この頃からとても気になることが一つあった。彼の愛弟子として、いつも一緒にいるシャルという子。男ということになっており、年齢はキリトよりたぶん少し上。ブロンドのものすごい美少年だ。今まで気付かなかったのは、カイトが隠していた、以外には考えられない。ならば、カイトが本当に、愛しているのは、その子、シャルではないのか。アルゴはシャルは実は女の子だと直感していた。キリトだって男の子で「女顔」、そういう子にも見えるが、本質的に違うのだ。キリトはあれで、結構男らしいところもある。シャルにはそれが、ほとんど見当たらない。
(彼といつも一緒のあの子が女の子だったら、しかも彼はあたしから、あの子を隠していた。そんなに大事なの?・・・ライバルとして強力すぎる。ああもう、辛抱たまらないわ!)

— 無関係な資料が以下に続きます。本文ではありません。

//! In-memory reference backend used by test suites across the workspace
//! to exercise clone/verify flows without real block devices. Not a
//! production backend: concrete platform glue is out of scope for this
//! core.

use std::collections::HashMap;
use std::io::{self, Read, Seek, SeekFrom, Write};
use std::sync::{Arc, Mutex};

use diskforge_types::{
    ConvertDiskOptions, Disk, DiskInventory, DiskType, FormatOptions, ImageInfo, MigrationOptions,
    Partition, PartitionCreateOptions, PartitionRecoveryOptions, PartitionStyle,
    ResizeMoveOptions, WipeOptions,
};

use crate::backend::{OperationOutcome, PlatformBackend};
use crate::command::CommandResult;
use crate::error::{BackendError, Result};
use crate::raw::{BoxedRawDevice, RawDevice};

type SharedBuffer = Arc<Mutex<Vec<u8>>>;

struct MemCursor {
    buffer: SharedBuffer,
    position: u64,
}

impl Read for MemCursor {
    fn read(&mut self, out: &mut [u8]) -> io::Result<usize> {
        let buffer = self.buffer.lock().unwrap();
        let pos = self.position as usize;
        if pos >= buffer.len() {
            return Ok(0);
        }
        let available = &buffer[pos..];
        let n = available.len().min(out.len());
        out[..n].copy_from_slice(&available[..n]);
        self.position += n as u64;
        Ok(n)
    }
}

impl Write for MemCursor {
    fn write(&mut self, data: &[u8]) -> io::Result<usize> {
        let mut buffer = self.buffer.lock().unwrap();
        let pos = self.position as usize;
        if pos + data.len() > buffer.len() {
            buffer.resize(pos + data.len(), 0);
        }
        buffer[pos..pos + data.len()].copy_from_slice(data);
        self.position += data.len() as u64;
        Ok(data.len())
    }

    fn flush(&mut self) -> io::Result<()> {
        Ok(())
    }
}

impl Seek for MemCursor {
    fn seek(&mut self, pos: SeekFrom) -> io::Result<u64> {
        let len = self.buffer.lock().unwrap().len() as i64;
        let new_pos = match pos {
            SeekFrom::Start(p) => p as i64,
            SeekFrom::End(p) => len + p,
            SeekFrom::Current(p) => self.position as i64 + p,
        };
        if new_pos < 0 {
            return Err(io::Error::new(io::ErrorKind::InvalidInput, "negative seek"));
        }
        self.position = new_pos as u64;
        Ok(self.position)
    }
}

impl RawDevice for MemCursor {
    fn len_bytes(&self) -> u64 {
        self.buffer.lock().unwrap().len() as u64
    }

    fn sync(&mut self) -> io::Result<()> {
        Ok(())
    }
}

/// A named in-memory device: a fixed-size disk/partition plus its
/// metadata, addressable by `device_path`.
#[derive(Clone)]
pub struct MemoryDevice {
    pub disk: Disk,
    buffer: SharedBuffer,
}

pub struct MemoryBackend {
    devices: Mutex<HashMap<String, MemoryDevice>>,
    images: Mutex<HashMap<String, (SharedBuffer, ImageInfo)>>,
    mounted: Mutex<HashMap<String, String>>,
    system_devices: Mutex<Vec<String>>,
    admin: bool,
}

impl Default for MemoryBackend {
    fn default() -> Self {
        Self::new()
    }
}

impl MemoryBackend {
    pub fn new() -> Self {
        Self {
            devices: Mutex::new(HashMap::new()),
            images: Mutex::new(HashMap::new()),
            mounted: Mutex::new(HashMap::new()),
            system_devices: Mutex::new(Vec::new()),
            admin: true,
        }
    }

    /// Register an in-memory device of `size_bytes`, optionally seeded
    /// with `initial_data` (truncated/zero-padded to `size_bytes`).
    pub fn add_disk(&self, device_path: &str, size_bytes: u64, initial_data: Option<&[u8]>) {
        let mut data = initial_data.map(|d| d.to_vec()).unwrap_or_default();
        data.resize(size_bytes as usize, 0);

        let disk = Disk {
            device_path: device_path.to_string(),
            model: "Memory Disk".into(),
            serial: None,
            vendor: None,
            firmware_version: None,
            wwn: None,
            interface: None,
            size_bytes,
            sector_size: 512,
            disk_type: DiskType::Virtual,
            partition_style: PartitionStyle::Unknown,
            is_removable: false,
            is_read_only: false,
            is_system_disk: false,
            partitions: Vec::new(),
            smart_info: None,
        };

        self.devices.lock().unwrap().insert(
            device_path.to_string(),
            MemoryDevice {
                disk,
                buffer: Arc::new(Mutex::new(data)),
            },
        );
    }

    pub fn mark_system_disk(&self, device_path: &str) {
        self.system_devices
            .lock()
            .unwrap()
            .push(device_path.to_string());
    }

    pub fn mark_mounted(&self, device_path: &str, mount_point: &str) {
        self.mounted
            .lock()
            .unwrap()
            .insert(device_path.to_string(), mount_point.to_string());
    }

    pub fn device_bytes(&self, device_path: &str) -> Option<Vec<u8>> {
        self.devices
            .lock()
            .unwrap()
            .get(device_path)
            .map(|d| d.buffer.lock().unwrap().clone())
    }

    fn get_buffer(&self, path: &str) -> Result<SharedBuffer> {
        if let Some(dev) = self.devices.lock().unwrap().get(path) {
            return Ok(dev.buffer.clone());
        }
        if let Some((buf, _)) = self.images.lock().unwrap().get(path) {
            return Ok(buf.clone());
        }
        Err(BackendError::DeviceNotFound(path.to_string()))
    }

    fn unsupported(op: &str) -> Result<OperationOutcome> {
        Err(BackendError::Unsupported(op.to_string()))
    }
}

impl PlatformBackend for MemoryBackend {
    fn name(&self) -> &str {
        "memory"
    }

    fn requires_admin(&self) -> bool {
        false
    }

    fn is_admin(&self) -> bool {
        self.admin
    }

    fn get_disk_inventory(&self) -> Result<DiskInventory> {
        let mut inv = DiskInventory::new(self.name());
        inv.disks = self
            .devices
            .lock()
            .unwrap()
            .values()
            .map(|d| d.disk.clone())
            .collect();
        inv.disks.sort_by(|a, b| a.device_path.cmp(&b.device_path));
        Ok(inv)
    }

    fn get_disk_info(&self, device_path: &str) -> Result<Option<Disk>> {
        Ok(self
            .devices
            .lock()
            .unwrap()
            .get(device_path)
            .map(|d| d.disk.clone()))
    }

    fn get_partition_info(&self, device_path: &str) -> Result<Option<Partition>> {
        Ok(self
            .devices
            .lock()
            .unwrap()
            .values()
            .find_map(|d| d.disk.partition_by_device_path(device_path).cloned()))
    }

    fn refresh_disk(&self, device_path: &str) -> Result<Option<Disk>> {
        self.get_disk_info(device_path)
    }

    fn get_mounted_devices(&self) -> Result<HashMap<String, String>> {
        Ok(self.mounted.lock().unwrap().clone())
    }

    fn is_device_mounted(&self, device_path: &str) -> Result<bool> {
        Ok(self.mounted.lock().unwrap().contains_key(device_path))
    }

    fn is_system_device(&self, device_path: &str) -> Result<bool> {
        Ok(self
            .system_devices
            .lock()
            .unwrap()
            .iter()
            .any(|d| d == device_path))
    }

    fn get_smart_info(&self, _device_path: &str) -> Result<Option<serde_json::Value>> {
        Ok(None)
    }

    fn create_partition(&self, _options: &PartitionCreateOptions) -> Result<OperationOutcome> {
        Self::unsupported("create_partition")
    }

    fn delete_partition(&self, _partition_path: &str, _dry_run: bool) -> Result<OperationOutcome> {
        Self::unsupported("delete_partition")
    }

    fn format_partition(&self, _options: &FormatOptions) -> Result<OperationOutcome> {
        Self::unsupported("format_partition")
    }

    fn resize_partition(&self, _options: &ResizeMoveOptions) -> Result<OperationOutcome> {
        Self::unsupported("resize_partition")
    }

    fn resize_move_partition(&self, _options: &ResizeMoveOptions) -> Result<OperationOutcome> {
        Self::unsupported("resize_move_partition")
    }

    fn merge_partitions(
        &self,
        _first_path: &str,
        _second_path: &str,
        _dry_run: bool,
    ) -> Result<OperationOutcome> {
        Self::unsupported("merge_partitions")
    }

    fn split_partition(
        &self,
        _partition_path: &str,
        _split_offset_bytes: u64,
        _dry_run: bool,
    ) -> Result<OperationOutcome> {
        Self::unsupported("split_partition")
    }

    fn extend_partition(
        &self,
        _partition_path: &str,
        _new_size_bytes: u64,
        _dry_run: bool,
    ) -> Result<OperationOutcome> {
        Self::unsupported("extend_partition")
    }

    fn shrink_partition(
        &self,
        _partition_path: &str,
        _new_size_bytes: u64,
        _dry_run: bool,
    ) -> Result<OperationOutcome> {
        Self::unsupported("shrink_partition")
    }

    fn wipe_device(&self, options: &WipeOptions) -> Result<OperationOutcome> {
        if options.dry_run {
            return Ok(OperationOutcome::ok(format!(
                "would wipe {}",
                options.device_path
            )));
        }
        let buffer = self.get_buffer(&options.device_path)?;
        let mut buf = buffer.lock().unwrap();
        buf.iter_mut().for_each(|b| *b = 0);
        Ok(OperationOutcome::ok(format!("wiped {}", options.device_path)))
    }

    fn align_partition_4k(&self, _partition_path: &str, _dry_run: bool) -> Result<OperationOutcome> {
        Self::unsupported("align_partition_4k")
    }

    fn convert_disk_partition_style(
        &self,
        _options: &ConvertDiskOptions,
    ) -> Result<OperationOutcome> {
        Self::unsupported("convert_disk_partition_style")
    }

    fn migrate_system(&self, _options: &MigrationOptions) -> Result<OperationOutcome> {
        Self::unsupported("migrate_system")
    }

    fn recover_partitions(
        &self,
        _options: &PartitionRecoveryOptions,
    ) -> Result<(OperationOutcome, HashMap<String, String>)> {
        Err(BackendError::Unsupported("recover_partitions".into()))
    }

    fn mount_partition(
        &self,
        partition_path: &str,
        mount_point: &str,
        _options: &[String],
    ) -> Result<OperationOutcome> {
        self.mounted
            .lock()
            .unwrap()
            .insert(partition_path.to_string(), mount_point.to_string());
        Ok(OperationOutcome::ok(format!(
            "mounted {partition_path} at {mount_point}"
        )))
    }

    fn unmount_partition(&self, partition_path: &str, _force: bool) -> Result<OperationOutcome> {
        self.mounted.lock().unwrap().remove(partition_path);
        Ok(OperationOutcome::ok(format!("unmounted {partition_path}")))
    }

    fn create_rescue_media(
        &self,
        _output_path: &str,
        _dry_run: bool,
    ) -> Result<(OperationOutcome, HashMap<String, String>)> {
        Err(BackendError::Unsupported("create_rescue_media".into()))
    }

    fn open_reader(&self, path: &str) -> Result<BoxedRawDevice> {
        let buffer = self.get_buffer(path)?;
        Ok(Box::new(MemCursor { buffer, position: 0 }))
    }

    fn open_writer(&self, path: &str) -> Result<BoxedRawDevice> {
        let buffer = match self.devices.lock().unwrap().get(path) {
            Some(dev) => dev.buffer.clone(),
            None => {
                // Writer targets (images) are created on first open.
                let buffer: SharedBuffer = Arc::new(Mutex::new(Vec::new()));
                self.images.lock().unwrap().insert(
                    path.to_string(),
                    (buffer.clone(), ImageInfo::new(path, "")),
                );
                buffer
            }
        };
        Ok(Box::new(MemCursor { buffer, position: 0 }))
    }

    fn get_image_info(&self, image_path: &str) -> Result<Option<ImageInfo>> {
        Ok(self
            .images
            .lock()
            .unwrap()
            .get(image_path)
            .map(|(_, info)| info.clone()))
    }

    fn run_command(
        &self,
        argv: &[String],
        _timeout_secs: u64,
        _check: bool,
        _capture: bool,
    ) -> Result<CommandResult> {
        Ok(CommandResult {
            returncode: 0,
            stdout: String::new(),
            stderr: String::new(),
            command: argv.to_vec(),
            duration: std::time::Duration::from_millis(0),
        })
    }

    fn validate_device_path(&self, path: &str) -> (bool, String) {
        if self.devices.lock().unwrap().contains_key(path) {
            (true, "valid".into())
        } else {
            (false, format!("unknown device: {path}"))
        }
    }
}

#[cfg(test)]
mod tests {
    use super::*;

    #[test]
    fn registered_disk_appears_in_inventory() {
        let backend = MemoryBackend::new();
        backend.add_disk("/dev/sda", 4 * 1024 * 1024, None);

        let inv = backend.get_disk_inventory().unwrap();
        assert_eq!(inv.disks.len(), 1);
        assert_eq!(inv.disks[0].device_path, "/dev/sda");
    }

    #[test]
    fn reader_and_writer_share_the_same_backing_buffer() {
        let backend = MemoryBackend::new();
        backend.add_disk("/dev/sda", 16, Some(b"0123456789abcdef"));

        let mut writer = backend.open_writer("/dev/sda").unwrap();
        writer.write_all(b"XXXX").unwrap();

        let bytes = backend.device_bytes("/dev/sda").unwrap();
        assert_eq!(&bytes[..4], b"XXXX");
        assert_eq!(&bytes[4..], b"456789abcdef");
    }

    #[test]
    fn wipe_device_zeroes_the_buffer() {
        let backend = MemoryBackend::new();
        backend.add_disk("/dev/sda", 8, Some(b"deadbeef"));
        backend
            .wipe_device(&WipeOptions {
                device_path: "/dev/sda".into(),
                secure: true,
                dry_run: false,
            })
            .unwrap();
        assert_eq!(backend.device_bytes("/dev/sda").unwrap(), vec![0u8; 8]);
    }
}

アルゴはカイトに対しては、「鼠」であることを捨てることにした。カイトに対する猛アタックが、開始されたのである。
続く
気づいた方もおられるでしょうが、当初はカイトとアルゴをくっつけるつもりでした。しかし、どうにも座りが悪いし、後が続きません。そこで、当初は男だった「愛弟子」を女の子に変え、オリヒロインに昇格させました。原作ではアルゴは途中で消えてしまいますし、どうも位置づけがはっきりしませんね。まあ、無理矢理、つじつま合わせにすぎませんが。